My Hallowe’en was quiet.  It’s been that way ever since we moved out here.  The boys used to make the rounds in town where there were streets full of houses.  And there was a costume parade down Mt Shasta Boulevard of little school (elementary) kids, parents, and teachers every year.  Not this year.  No parade.  No neighborhood walkthroughs.  Instead locals closed off main streets in several towns and folks reserved spaces to park vehicles with their trunks open and full of treats.  Sort of a substitute parade and trick-or-treat combined.

Before we moved here, we lived in a development in San Fernando Valley and George did up Hallowe’en in style.  I remember the year we draped spider webs all over the doorbell area where we also had an intercom.  Then George stood to the side, in dark rags, holding up a scarecrow figure made of bent wires (hard to describe but he was an artist).  A dad came down the street accompanied by a wee pink bunny.  The bunny got up courage enough to reach under the web and ring the doorbell.  I answered from inside the house in my best witchy voice “Ooooh.  What a cuddly  bunny.  Welcome.” and, as the bunny said “Trick or treat”, George moaned and shook the scarecrow.

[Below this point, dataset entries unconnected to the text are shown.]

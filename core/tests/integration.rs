//! Booking flow against the live mock server.
//!
//! # Design
//! Starts the mock server on a random port, then exercises every endpoint
//! twice: once through the sans-IO client with ureq as the host executor,
//! and once through `Repository` + `ReqwestTransport` + screen models.

use std::net::SocketAddr;

use chrono::NaiveDate;
use lumi_core::screens;
use lumi_core::{
    ApiError, BookingRequest, BookingStatus, CallerId, DateRange, HttpMethod, HttpResponse,
    LumiClient, Phase, Repository, ReqwestTransport,
};

/// Start the mock server on its own runtime and return its address.
fn spawn_server() -> SocketAddr {
    let std_listener = std::net::TcpListener::bind("127.0.0.1:0").unwrap();
    let addr = std_listener.local_addr().unwrap();
    std_listener.set_nonblocking(true).unwrap();

    std::thread::spawn(move || {
        let rt = tokio::runtime::Builder::new_current_thread()
            .enable_all()
            .build()
            .unwrap();
        rt.block_on(async {
            let listener = tokio::net::TcpListener::from_std(std_listener).unwrap();
            mock_server::run(listener).await
        })
        .unwrap();
    });
    addr
}

fn with_headers<B>(
    mut builder: ureq::RequestBuilder<B>,
    headers: &[(String, String)],
) -> ureq::RequestBuilder<B> {
    for (name, value) in headers {
        builder = builder.header(name.as_str(), value.as_str());
    }
    builder
}

/// Execute an `HttpRequest` using ureq and return an `HttpResponse`.
///
/// Disables ureq's automatic status-code-as-error behavior so 4xx/5xx
/// responses are returned as data rather than `Err`, letting the core
/// client handle status interpretation.
fn execute(req: lumi_core::HttpRequest) -> HttpResponse {
    let agent = ureq::Agent::config_builder()
        .http_status_as_error(false)
        .build()
        .new_agent();

    let mut response = match (req.method, req.body) {
        (HttpMethod::Get, _) => with_headers(agent.get(&req.path), &req.headers).call(),
        (HttpMethod::Delete, _) => with_headers(agent.delete(&req.path), &req.headers).call(),
        (HttpMethod::Post, Some(body)) => {
            with_headers(agent.post(&req.path), &req.headers).send(body.as_bytes())
        }
        (HttpMethod::Post, None) => with_headers(agent.post(&req.path), &req.headers).send_empty(),
    }
    .expect("HTTP transport error");

    let status = response.status().as_u16();
    let body = response.body_mut().read_to_string().unwrap_or_default();
    HttpResponse::new(status, body)
}

fn monday() -> NaiveDate {
    NaiveDate::from_ymd_opt(2030, 1, 7).unwrap()
}

#[test]
fn host_executed_booking_flow() {
    let addr = spawn_server();
    let client = LumiClient::new(&format!("http://{addr}"));
    let caller = CallerId::new(501);

    // Step 1: cities are public.
    let cities = client.parse_list_cities(execute(client.build_list_cities())).unwrap();
    assert_eq!(cities.len(), 2);
    let riga = cities.iter().find(|c| c.name_en == "Riga").unwrap();

    // Step 2: a new caller has an empty list; the city has candidates.
    let mine = client
        .parse_list_masters(execute(client.build_list_masters(caller)))
        .unwrap();
    assert!(mine.is_empty());
    let nearby = client
        .parse_list_city_masters(execute(client.build_list_city_masters(caller, riga.id)))
        .unwrap();
    let anna = nearby.iter().find(|m| m.name == "Anna").unwrap();

    // Step 3: add her.
    let ack = client
        .parse_add_master(execute(client.build_add_master(caller, anna.id)))
        .unwrap();
    assert!(ack.success);
    let mine = client
        .parse_list_masters(execute(client.build_list_masters(caller)))
        .unwrap();
    assert_eq!(mine.len(), 1);

    // Step 4: detail and slots.
    let detail = client
        .parse_get_master(execute(client.build_get_master(caller, anna.id)))
        .unwrap();
    let manicure = detail.services.iter().find(|s| s.title == "Manicure").unwrap();
    assert_eq!(detail.work_schedule.len(), 5);

    let range = DateRange::day(monday());
    let slots = client
        .parse_list_time_slots(execute(client.build_list_time_slots(
            caller,
            detail.id,
            manicure.id,
            &range,
        )))
        .unwrap();
    assert_eq!(slots.len(), 9);

    // Step 5: book the first slot.
    let request = BookingRequest::for_slot(detail.id, manicure.id, &slots[0]).unwrap();
    let booking = client
        .parse_create_booking(execute(client.build_create_booking(caller, &request).unwrap()))
        .unwrap();
    assert!(detail.confirms(&request, &booking));
    assert_eq!(booking.status, BookingStatus::Confirmed);
    assert_eq!(booking.start_datetime, "2030-01-07T09:00:00");

    // Step 6: booking the same slot again is a conflict.
    let err = client
        .parse_create_booking(execute(client.build_create_booking(caller, &request).unwrap()))
        .unwrap_err();
    assert!(matches!(err, ApiError::HttpError { status: 400, .. }));

    // Step 7: the booking is listed.
    let bookings = client
        .parse_list_bookings(execute(client.build_list_bookings(caller)))
        .unwrap();
    assert_eq!(bookings, vec![booking]);

    // Step 8: remove, then an unknown master is NotFound.
    let ack = client
        .parse_remove_master(execute(client.build_remove_master(caller, anna.id)))
        .unwrap();
    assert_eq!(ack.message, "Master removed");
    let err = client
        .parse_get_master(execute(client.build_get_master(caller, 9999)))
        .unwrap_err();
    assert!(matches!(err, ApiError::NotFound(_)));
}

#[tokio::test(flavor = "multi_thread")]
async fn repository_and_screens_against_server() {
    let addr = spawn_server();
    let repository = Repository::new(
        LumiClient::new(&format!("http://{addr}")),
        ReqwestTransport::new(),
        CallerId::new(777),
    );

    // Empty list is its own phase, not an error.
    let masters = screens::masters_screen(&repository);
    assert!(masters.start());
    let state = masters.settled().await;
    assert_eq!(state.phase(), Phase::Empty);

    repository.add_master(3).await.unwrap();
    assert!(masters.retry());
    let state = masters.settled().await;
    assert_eq!(state.phase(), Phase::Loaded);
    assert_eq!(state.data.len(), 1);
    assert_eq!(state.data[0].name, "Liis");

    // Detail screen wraps the model in Some.
    let detail = screens::master_detail_screen(&repository, 3);
    detail.start();
    let state = detail.settled().await;
    let liis = state.data.expect("detail loaded");
    assert_eq!(liis.services.len(), 1);

    // Liis works 11:00-13:00 daily; brows take 30 minutes.
    let range = DateRange::new(monday(), monday().succ_opt().unwrap()).unwrap();
    let slots = screens::time_slots_screen(&repository, 3, 4, range);
    slots.start();
    let state = slots.settled().await;
    assert_eq!(state.data.len(), 8);

    let request = BookingRequest::for_slot(3, 4, &state.data[1])
        .unwrap()
        .with_comment("after work");
    let booking = repository.book(&request).await.unwrap();
    assert!(liis.confirms(&request, &booking));

    let bookings = screens::bookings_screen(&repository);
    bookings.start();
    assert_eq!(bookings.settled().await.data, vec![booking]);

    // Another caller sees none of it.
    let stranger = repository.with_caller(CallerId::new(778));
    assert!(stranger.bookings().await.unwrap().is_empty());
    assert!(stranger.masters().await.unwrap().is_empty());

    let cities = screens::cities_screen(&repository);
    cities.start();
    assert_eq!(cities.settled().await.data.len(), 2);
}

#[tokio::test]
async fn unreachable_server_becomes_error_state() {
    // Bind and drop to get a port nobody listens on.
    let addr = std::net::TcpListener::bind("127.0.0.1:0")
        .unwrap()
        .local_addr()
        .unwrap();
    let repository = Repository::new(
        LumiClient::new(&format!("http://{addr}")),
        ReqwestTransport::new(),
        CallerId::new(1),
    );

    let screen = screens::masters_screen(&repository);
    screen.start();
    let state = screen.settled().await;
    assert_eq!(state.phase(), Phase::Error);
    assert!(state.error.unwrap().starts_with("network error"));
    assert!(state.data.is_empty());
}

Since it was just twisted wire draped in old clothes, it swayed and shivered.  The poor little bunny screamed, wet its pants, and went running down the walk toward the street where dad had been waiting, holding a martini glass.  At the scream, Dad dropped his glass and went running down the street with the bunny racing behind.

We hadn’t recognized them as part of our immediate neighborhood so we were never able to apologize, but it became a Hallowe’en we never forgot.  I’ll bet the dad hasn’t either.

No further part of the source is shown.